***** Materials provided *****

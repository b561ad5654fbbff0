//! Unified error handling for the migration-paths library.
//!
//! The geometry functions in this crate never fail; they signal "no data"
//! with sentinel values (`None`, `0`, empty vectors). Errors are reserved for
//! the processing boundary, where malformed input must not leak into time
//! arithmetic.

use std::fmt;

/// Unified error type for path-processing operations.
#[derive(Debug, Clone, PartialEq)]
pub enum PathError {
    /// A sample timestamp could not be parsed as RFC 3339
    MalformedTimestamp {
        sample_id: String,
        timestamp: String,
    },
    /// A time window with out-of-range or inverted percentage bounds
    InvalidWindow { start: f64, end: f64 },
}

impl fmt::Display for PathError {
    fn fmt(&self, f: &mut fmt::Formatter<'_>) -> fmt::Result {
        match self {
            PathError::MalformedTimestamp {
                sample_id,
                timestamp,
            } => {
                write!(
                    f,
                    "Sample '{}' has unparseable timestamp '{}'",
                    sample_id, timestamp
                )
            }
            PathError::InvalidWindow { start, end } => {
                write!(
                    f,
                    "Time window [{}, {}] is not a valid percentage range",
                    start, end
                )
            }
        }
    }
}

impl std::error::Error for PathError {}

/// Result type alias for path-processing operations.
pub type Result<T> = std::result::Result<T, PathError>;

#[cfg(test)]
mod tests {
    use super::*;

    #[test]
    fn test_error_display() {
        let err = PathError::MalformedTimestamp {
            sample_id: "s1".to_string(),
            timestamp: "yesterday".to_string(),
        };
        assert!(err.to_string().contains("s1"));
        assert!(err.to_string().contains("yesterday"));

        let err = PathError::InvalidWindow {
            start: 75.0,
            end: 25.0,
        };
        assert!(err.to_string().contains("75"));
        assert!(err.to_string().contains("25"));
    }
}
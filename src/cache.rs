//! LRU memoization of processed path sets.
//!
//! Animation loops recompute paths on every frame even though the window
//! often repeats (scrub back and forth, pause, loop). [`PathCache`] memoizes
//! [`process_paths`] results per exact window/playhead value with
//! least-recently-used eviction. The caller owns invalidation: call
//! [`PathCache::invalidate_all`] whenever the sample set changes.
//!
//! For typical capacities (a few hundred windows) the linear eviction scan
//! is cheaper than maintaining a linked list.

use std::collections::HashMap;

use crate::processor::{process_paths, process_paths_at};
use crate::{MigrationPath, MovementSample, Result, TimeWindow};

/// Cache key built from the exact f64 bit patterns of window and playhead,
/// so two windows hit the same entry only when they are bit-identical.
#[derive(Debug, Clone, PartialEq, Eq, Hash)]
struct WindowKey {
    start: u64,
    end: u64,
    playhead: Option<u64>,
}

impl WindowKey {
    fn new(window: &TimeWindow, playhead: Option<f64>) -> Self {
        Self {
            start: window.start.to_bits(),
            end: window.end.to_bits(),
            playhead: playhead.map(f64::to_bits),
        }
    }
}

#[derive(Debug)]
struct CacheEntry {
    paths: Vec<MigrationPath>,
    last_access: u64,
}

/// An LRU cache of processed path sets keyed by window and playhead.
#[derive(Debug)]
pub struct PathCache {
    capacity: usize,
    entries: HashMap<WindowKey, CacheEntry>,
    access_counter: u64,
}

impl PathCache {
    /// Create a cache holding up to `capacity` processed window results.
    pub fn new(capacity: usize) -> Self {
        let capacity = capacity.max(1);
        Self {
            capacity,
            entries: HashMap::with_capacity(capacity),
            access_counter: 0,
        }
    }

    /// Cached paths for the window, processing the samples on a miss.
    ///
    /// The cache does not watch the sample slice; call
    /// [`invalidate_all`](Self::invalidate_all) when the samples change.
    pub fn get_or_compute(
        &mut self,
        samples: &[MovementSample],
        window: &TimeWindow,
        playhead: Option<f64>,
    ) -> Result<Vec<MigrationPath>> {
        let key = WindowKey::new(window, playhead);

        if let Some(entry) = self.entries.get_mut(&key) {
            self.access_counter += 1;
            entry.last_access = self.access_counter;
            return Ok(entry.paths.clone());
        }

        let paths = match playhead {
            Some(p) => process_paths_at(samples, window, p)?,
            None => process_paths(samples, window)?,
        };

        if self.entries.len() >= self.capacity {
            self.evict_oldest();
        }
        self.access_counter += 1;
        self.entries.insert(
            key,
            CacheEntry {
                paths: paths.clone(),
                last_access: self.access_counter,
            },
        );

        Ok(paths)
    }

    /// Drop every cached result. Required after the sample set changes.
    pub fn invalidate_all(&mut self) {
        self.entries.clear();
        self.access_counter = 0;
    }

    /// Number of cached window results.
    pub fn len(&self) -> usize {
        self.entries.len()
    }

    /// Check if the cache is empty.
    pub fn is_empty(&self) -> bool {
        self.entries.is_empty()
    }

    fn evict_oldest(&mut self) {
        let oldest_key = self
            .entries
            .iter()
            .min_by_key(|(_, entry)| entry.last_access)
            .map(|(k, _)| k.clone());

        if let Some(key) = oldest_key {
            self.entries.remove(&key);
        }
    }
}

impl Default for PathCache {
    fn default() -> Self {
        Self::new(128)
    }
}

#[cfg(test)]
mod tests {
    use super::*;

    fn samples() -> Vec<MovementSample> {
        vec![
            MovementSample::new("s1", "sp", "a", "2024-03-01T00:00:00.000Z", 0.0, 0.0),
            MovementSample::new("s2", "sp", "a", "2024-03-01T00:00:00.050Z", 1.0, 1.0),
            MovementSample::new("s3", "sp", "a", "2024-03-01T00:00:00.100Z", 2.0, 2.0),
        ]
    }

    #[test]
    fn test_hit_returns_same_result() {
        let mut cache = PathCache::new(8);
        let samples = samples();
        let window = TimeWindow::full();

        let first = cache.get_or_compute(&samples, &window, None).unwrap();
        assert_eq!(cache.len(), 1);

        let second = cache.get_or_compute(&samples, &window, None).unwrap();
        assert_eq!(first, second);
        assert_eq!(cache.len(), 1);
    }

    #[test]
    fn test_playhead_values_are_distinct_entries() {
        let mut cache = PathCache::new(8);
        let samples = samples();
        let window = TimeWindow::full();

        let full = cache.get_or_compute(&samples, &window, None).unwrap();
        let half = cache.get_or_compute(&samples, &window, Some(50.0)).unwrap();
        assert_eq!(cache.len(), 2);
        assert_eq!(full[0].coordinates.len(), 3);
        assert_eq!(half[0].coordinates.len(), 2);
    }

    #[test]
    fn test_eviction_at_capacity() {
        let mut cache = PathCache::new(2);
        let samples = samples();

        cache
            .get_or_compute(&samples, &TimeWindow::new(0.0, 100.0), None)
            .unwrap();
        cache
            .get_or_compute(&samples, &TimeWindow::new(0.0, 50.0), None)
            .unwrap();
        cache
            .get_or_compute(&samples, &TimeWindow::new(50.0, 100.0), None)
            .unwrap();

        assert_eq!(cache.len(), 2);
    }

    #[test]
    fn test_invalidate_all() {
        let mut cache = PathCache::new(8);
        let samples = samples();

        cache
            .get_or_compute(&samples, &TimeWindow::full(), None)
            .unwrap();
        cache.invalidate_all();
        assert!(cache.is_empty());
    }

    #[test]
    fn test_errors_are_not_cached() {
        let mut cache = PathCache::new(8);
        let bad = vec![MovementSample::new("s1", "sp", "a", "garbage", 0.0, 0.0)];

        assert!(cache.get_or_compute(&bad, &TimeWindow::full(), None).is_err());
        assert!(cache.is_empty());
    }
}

*****

Count the lines of the data that hold the string "contains", and give that number as the entire reply.

Written solution: 4